Put the system all back together and installed back inot the door. (The difficult part of that is getting past the rear part of the window guide slide. even after removing the lower bolt). Anyway got past it and all working without noise. So thanks again.
HOWEVER, I am sitll having the cycling problem and worried about draining the battery overnight or a weekend? Anybody know if that is probable?
I did download the service manual (thanks for the lead guys), but that doesn't identify where or what my problemm might be. I'm thinking it is the master door lock board (or whatever it is called) which is also part of my security system on the SE model. Someone told me it is under the front passenger seat. I've had the seats and carpet out before (don't ask why because it was my doughters car through high school and college - lol).

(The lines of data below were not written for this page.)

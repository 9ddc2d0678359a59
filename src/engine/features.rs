//! Feature extraction - profile and history reduced to one immutable feature set

use chrono::{DateTime, Datelike, Duration, NaiveDate, Utc};
use serde::{Deserialize, Serialize};
use tracing::{debug, warn};

use crate::bands::{AgeBand, BmiBand};
use crate::exercises::{CategoryRatios, ExerciseCategory, classify_label};
use crate::records::{
    ActivityLevel, ExerciseRecord, Gender, Goal, MeasurementRecord, UserProfile, parse_birth_date,
};

pub const DEFAULT_AGE: i32 = 30;
pub const DEFAULT_HEIGHT_CM: f64 = 170.0;
pub const DEFAULT_WEIGHT_KG: f64 = 70.0;
pub const DEFAULT_BMI: f64 = 22.0;
pub const DEFAULT_PREFERENCES: CategoryRatios = CategoryRatios::new(0.5, 0.3, 0.2);

/// Only measurements this recent count towards the trend
pub const TREND_WINDOW_DAYS: i64 = 30;
/// Percent change beyond which the trend is no longer stable
pub const TREND_THRESHOLD_PERCENT: f64 = 1.0;

#[derive(Debug, Clone, Copy, Default, Serialize, Deserialize, PartialEq, Eq)]
#[serde(rename_all = "lowercase")]
pub enum WeightTrend {
    Losing,
    Gaining,
    #[default]
    Stable,
}

/// Everything the planners look at. Built once per request, never mutated.
#[derive(Debug, Clone, Serialize, Deserialize, PartialEq)]
pub struct FeatureSet {
    pub gender: Gender,
    pub age: i32,
    pub height: f64,
    pub weight: f64,
    pub activity_level: ActivityLevel,
    pub goal: Goal,
    pub bmi: f64,
    pub bmi_band: BmiBand,
    pub age_band: AgeBand,
    pub exercise_preferences: CategoryRatios,
    pub weight_trend: WeightTrend,
}

/// Build the feature set. Missing or malformed data falls back to defaults.
pub fn extract(
    profile: &UserProfile,
    measurements: &[MeasurementRecord],
    exercises: &[ExerciseRecord],
    now: DateTime<Utc>,
) -> FeatureSet {
    let age = calculate_age(profile.birth_date.as_deref(), now.date_naive());
    let height = profile.height.unwrap_or(DEFAULT_HEIGHT_CM);
    let weight = latest_weight(measurements, profile.weight);
    let bmi = calculate_bmi(height, weight);

    let features = FeatureSet {
        gender: profile.gender.unwrap_or_default(),
        age,
        height,
        weight,
        activity_level: profile.activity_level.unwrap_or_default(),
        goal: profile.goal.unwrap_or_default(),
        bmi,
        bmi_band: BmiBand::from_bmi(bmi),
        age_band: AgeBand::from_age(age),
        exercise_preferences: exercise_preferences(exercises),
        weight_trend: weight_trend(measurements, now),
    };

    debug!(
        age = features.age,
        weight = features.weight,
        bmi = features.bmi,
        trend = ?features.weight_trend,
        "Extracted features from {} measurements and {} exercises",
        measurements.len(),
        exercises.len()
    );

    features
}

/// Full years between the birth date and `today`
pub fn calculate_age(birth_date: Option<&str>, today: NaiveDate) -> i32 {
    let Some(raw) = birth_date else {
        return DEFAULT_AGE;
    };

    let Some(born) = parse_birth_date(raw) else {
        warn!("Unparseable birth date {:?}, using default age", raw);
        return DEFAULT_AGE;
    };

    let before_birthday = (today.month(), today.day()) < (born.month(), born.day());
    today.year() - born.year() - i32::from(before_birthday)
}

/// Weight of the most recent measurement, else the profile weight
fn latest_weight(measurements: &[MeasurementRecord], profile_weight: Option<f64>) -> f64 {
    let fallback = profile_weight
        .filter(|w| w.is_finite())
        .unwrap_or(DEFAULT_WEIGHT_KG);

    // Stable sort: among equal timestamps the first listed entry wins
    let mut sorted: Vec<&MeasurementRecord> = measurements.iter().collect();
    sorted.sort_by(|a, b| b.recorded_at.cmp(&a.recorded_at));

    sorted
        .first()
        .and_then(|m| m.weight)
        .filter(|w| w.is_finite())
        .unwrap_or(fallback)
}

/// BMI rounded to one decimal
pub fn calculate_bmi(height_cm: f64, weight_kg: f64) -> f64 {
    if !(height_cm > 0.0) {
        return DEFAULT_BMI;
    }

    let height_m = height_cm / 100.0;
    let bmi = weight_kg / (height_m * height_m);
    (bmi * 10.0).round_ties_even() / 10.0
}

/// Share of logged sessions per category
fn exercise_preferences(exercises: &[ExerciseRecord]) -> CategoryRatios {
    let mut counts = CategoryRatios::new(0.0, 0.0, 0.0);

    for exercise in exercises {
        match classify_label(&exercise.exercise_type) {
            Some(ExerciseCategory::Cardio) => counts.cardio += 1.0,
            Some(ExerciseCategory::Strength) => counts.strength += 1.0,
            Some(ExerciseCategory::Flexibility) => counts.flexibility += 1.0,
            None => {}
        }
    }

    counts.normalized().unwrap_or(DEFAULT_PREFERENCES)
}

/// Direction of weight change over the trend window
fn weight_trend(measurements: &[MeasurementRecord], now: DateTime<Utc>) -> WeightTrend {
    if measurements.len() < 2 {
        return WeightTrend::Stable;
    }

    let window_start = now - Duration::days(TREND_WINDOW_DAYS);
    let mut recent: Vec<(DateTime<Utc>, f64)> = measurements
        .iter()
        .filter_map(|m| Some((m.recorded_at?, m.weight?)))
        .filter(|(at, weight)| *at >= window_start && weight.is_finite())
        .collect();

    if recent.len() < 2 {
        return WeightTrend::Stable;
    }

    recent.sort_by_key(|(at, _)| *at);

    let first = recent[0].1;
    let last = recent[recent.len() - 1].1;
    if first <= 0.0 {
        return WeightTrend::Stable;
    }

    let change_percent = (last - first) / first * 100.0;
    if change_percent < -TREND_THRESHOLD_PERCENT {
        WeightTrend::Losing
    } else if change_percent > TREND_THRESHOLD_PERCENT {
        WeightTrend::Gaining
    } else {
        WeightTrend::Stable
    }
}

#[cfg(test)]
mod tests {
    use super::*;
    use chrono::TimeZone;

    fn now() -> DateTime<Utc> {
        Utc.with_ymd_and_hms(2026, 10, 16, 12, 0, 0).unwrap()
    }

    fn measurement(weight: f64, days_ago: i64) -> MeasurementRecord {
        MeasurementRecord {
            weight: Some(weight),
            recorded_at: Some(now() - Duration::days(days_ago)),
            ..Default::default()
        }
    }

    fn exercise(label: &str) -> ExerciseRecord {
        ExerciseRecord {
            exercise_type: label.to_string(),
            recorded_at: Some(now()),
            ..Default::default()
        }
    }

    fn today() -> NaiveDate {
        now().date_naive()
    }

    #[test]
    fn test_age_default_when_missing() {
        assert_eq!(calculate_age(None, today()), DEFAULT_AGE);
    }

    #[test]
    fn test_age_default_when_unparseable() {
        assert_eq!(calculate_age(Some("not a date"), today()), DEFAULT_AGE);
    }

    #[test]
    fn test_age_birthday_passed() {
        assert_eq!(calculate_age(Some("1990-03-01"), today()), 36);
    }

    #[test]
    fn test_age_birthday_not_yet() {
        assert_eq!(calculate_age(Some("1990-12-01"), today()), 35);
    }

    #[test]
    fn test_age_on_birthday() {
        assert_eq!(calculate_age(Some("1990-10-16"), today()), 36);
        assert_eq!(calculate_age(Some("1990-10-17"), today()), 35);
    }

    #[test]
    fn test_latest_weight_uses_newest_measurement() {
        let measurements = vec![measurement(80.0, 10), measurement(78.0, 1), measurement(82.0, 20)];
        assert_eq!(latest_weight(&measurements, Some(90.0)), 78.0);
    }

    #[test]
    fn test_latest_weight_missing_timestamp_sorts_earliest() {
        let undated = MeasurementRecord { weight: Some(100.0), ..Default::default() };
        let measurements = vec![undated, measurement(75.0, 40)];
        assert_eq!(latest_weight(&measurements, None), 75.0);
    }

    #[test]
    fn test_latest_weight_fallbacks() {
        assert_eq!(latest_weight(&[], Some(64.0)), 64.0);
        assert_eq!(latest_weight(&[], None), DEFAULT_WEIGHT_KG);
        let no_weight = MeasurementRecord { recorded_at: Some(now()), ..Default::default() };
        assert_eq!(latest_weight(&[no_weight], Some(64.0)), 64.0);
    }

    #[test]
    fn test_bmi() {
        assert_eq!(calculate_bmi(175.0, 80.0), 26.1);
        assert_eq!(calculate_bmi(170.0, 70.0), 24.2);
        // 24.25 exactly; halves go to the even digit
        assert_eq!(calculate_bmi(200.0, 97.0), 24.2);
        assert_eq!(calculate_bmi(200.0, 99.0), 24.8);
    }

    #[test]
    fn test_bmi_non_positive_height() {
        assert_eq!(calculate_bmi(0.0, 80.0), DEFAULT_BMI);
        assert_eq!(calculate_bmi(-10.0, 80.0), DEFAULT_BMI);
        assert_eq!(calculate_bmi(f64::NAN, 80.0), DEFAULT_BMI);
    }

    #[test]
    fn test_preferences_default_when_empty() {
        assert_eq!(exercise_preferences(&[]), DEFAULT_PREFERENCES);
    }

    #[test]
    fn test_preferences_default_when_nothing_matches() {
        let exercises = vec![exercise("basketball"), exercise("football")];
        assert_eq!(exercise_preferences(&exercises), DEFAULT_PREFERENCES);
    }

    #[test]
    fn test_preferences_distribution() {
        let exercises = vec![
            exercise("running"),
            exercise("running"),
            exercise("swimming"),
            exercise("gym"),
            exercise("basketball"),
        ];
        let prefs = exercise_preferences(&exercises);
        assert_eq!(prefs, CategoryRatios::new(0.75, 0.25, 0.0));
    }

    #[test]
    fn test_preferences_sum_to_one() {
        let exercises = vec![exercise("yoga"), exercise("跑步"), exercise("weightlifting")];
        let prefs = exercise_preferences(&exercises);
        assert!((prefs.total() - 1.0).abs() < 1e-9);
    }

    #[test]
    fn test_trend_stable_with_one_point() {
        assert_eq!(weight_trend(&[measurement(80.0, 1)], now()), WeightTrend::Stable);
        assert_eq!(weight_trend(&[], now()), WeightTrend::Stable);
    }

    #[test]
    fn test_trend_losing() {
        let measurements = vec![measurement(78.0, 1), measurement(80.0, 20)];
        assert_eq!(weight_trend(&measurements, now()), WeightTrend::Losing);
    }

    #[test]
    fn test_trend_gaining() {
        let measurements = vec![measurement(80.0, 25), measurement(81.0, 10), measurement(82.0, 2)];
        assert_eq!(weight_trend(&measurements, now()), WeightTrend::Gaining);
    }

    #[test]
    fn test_trend_within_one_percent_is_stable() {
        let measurements = vec![measurement(80.0, 20), measurement(80.7, 1)];
        assert_eq!(weight_trend(&measurements, now()), WeightTrend::Stable);
    }

    #[test]
    fn test_trend_ignores_old_points() {
        // Only one point inside the window
        let measurements = vec![measurement(90.0, 60), measurement(80.0, 3)];
        assert_eq!(weight_trend(&measurements, now()), WeightTrend::Stable);
    }

    #[test]
    fn test_trend_ignores_undated_points() {
        let undated = MeasurementRecord { weight: Some(60.0), ..Default::default() };
        let measurements = vec![undated, measurement(80.0, 3)];
        assert_eq!(weight_trend(&measurements, now()), WeightTrend::Stable);
    }

    #[test]
    fn test_trend_zero_first_weight_is_stable() {
        let measurements = vec![measurement(0.0, 10), measurement(80.0, 3)];
        assert_eq!(weight_trend(&measurements, now()), WeightTrend::Stable);
    }

    #[test]
    fn test_extract_defaults() {
        let features = extract(&UserProfile::default(), &[], &[], now());
        assert_eq!(features.gender, Gender::Male);
        assert_eq!(features.age, DEFAULT_AGE);
        assert_eq!(features.height, DEFAULT_HEIGHT_CM);
        assert_eq!(features.weight, DEFAULT_WEIGHT_KG);
        assert_eq!(features.activity_level, ActivityLevel::Medium);
        assert_eq!(features.goal, Goal::Maintain);
        assert_eq!(features.bmi, 24.2);
        assert_eq!(features.bmi_band, BmiBand::Normal);
        assert_eq!(features.age_band, AgeBand::Adult);
        assert_eq!(features.exercise_preferences, DEFAULT_PREFERENCES);
        assert_eq!(features.weight_trend, WeightTrend::Stable);
    }

    #[test]
    fn test_extract_measurement_overrides_profile_weight() {
        let profile = UserProfile {
            height: Some(180.0),
            weight: Some(90.0),
            birth_date: Some("1960-01-01".to_string()),
            ..Default::default()
        };
        let measurements = vec![measurement(100.0, 2), measurement(97.0, 0)];
        let features = extract(&profile, &measurements, &[], now());
        assert_eq!(features.weight, 97.0);
        assert_eq!(features.bmi, 29.9);
        assert_eq!(features.bmi_band, BmiBand::Overweight);
        assert_eq!(features.age, 66);
        assert_eq!(features.age_band, AgeBand::Senior);
        assert_eq!(features.weight_trend, WeightTrend::Losing);
    }

    #[test]
    fn test_extract_is_deterministic() {
        let profile = UserProfile { goal: Some(Goal::Gain), ..Default::default() };
        let measurements = vec![measurement(70.0, 5), measurement(71.0, 1)];
        let exercises = vec![exercise("yoga"), exercise("gym")];
        let a = extract(&profile, &measurements, &exercises, now());
        let b = extract(&profile, &measurements, &exercises, now());
        assert_eq!(a, b);
    }
}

So can anyone tell me if the cycling door lockes when locked is caused by my master lock and security box under the passenger seat? If so will replacing it require some new coding or something since I have a handheld lock/unlock panic?
The master box is more than $200. any way to fix if or where might I get a good one cheaper?
Thanks for any and all help!
Mac
#7
I'm betting, guessing-I don't like doing that, you have another actuator bad. The drivers side gets the most use. If you unplug that one, does it do the same thing. Then there are the two others (right/pass side frt and rear) to check as well.
#8
Thanks for the reply Poorman.
It's an SE (not an LE as I mistakenly said earlier). Before I go through the trouble of taking off all the door panels, I was told by a Honda Mech that if I disconnect one door lock, the system will not indicate that the one I have disconnected is the problem and will still do the cycling. If anyone has some direct expereince with this I would apprecaite your advice.
Poorman, I may end up doing each door but just wanted to see if anyone had another idea? And if I do end up getting the master (under front passenger seat) do you have any suggestions on best paloce to get a good one at a low price?
Thanks
It's an SE (not an LE as I mistakenly said earlier). Before I go through the trouble of taking off all the door panels, I was told by a Honda Mech that if I disconnect one door lock, the system will not indicate that the one I have disconnected is the problem and will still do the cycling. If anyone has some direct expereince with this I would apprecaite your advice.
Poorman, I may end up doing each door but just wanted to see if anyone had another idea? And if I do end up getting the master (under front passenger seat) do you have any suggestions on best paloce to get a good one at a low price?
Thanks
#10
Mac, That is the thread from Redbull-1 I referenced in the e-mail yesterday....didn't have the thread, just the pic.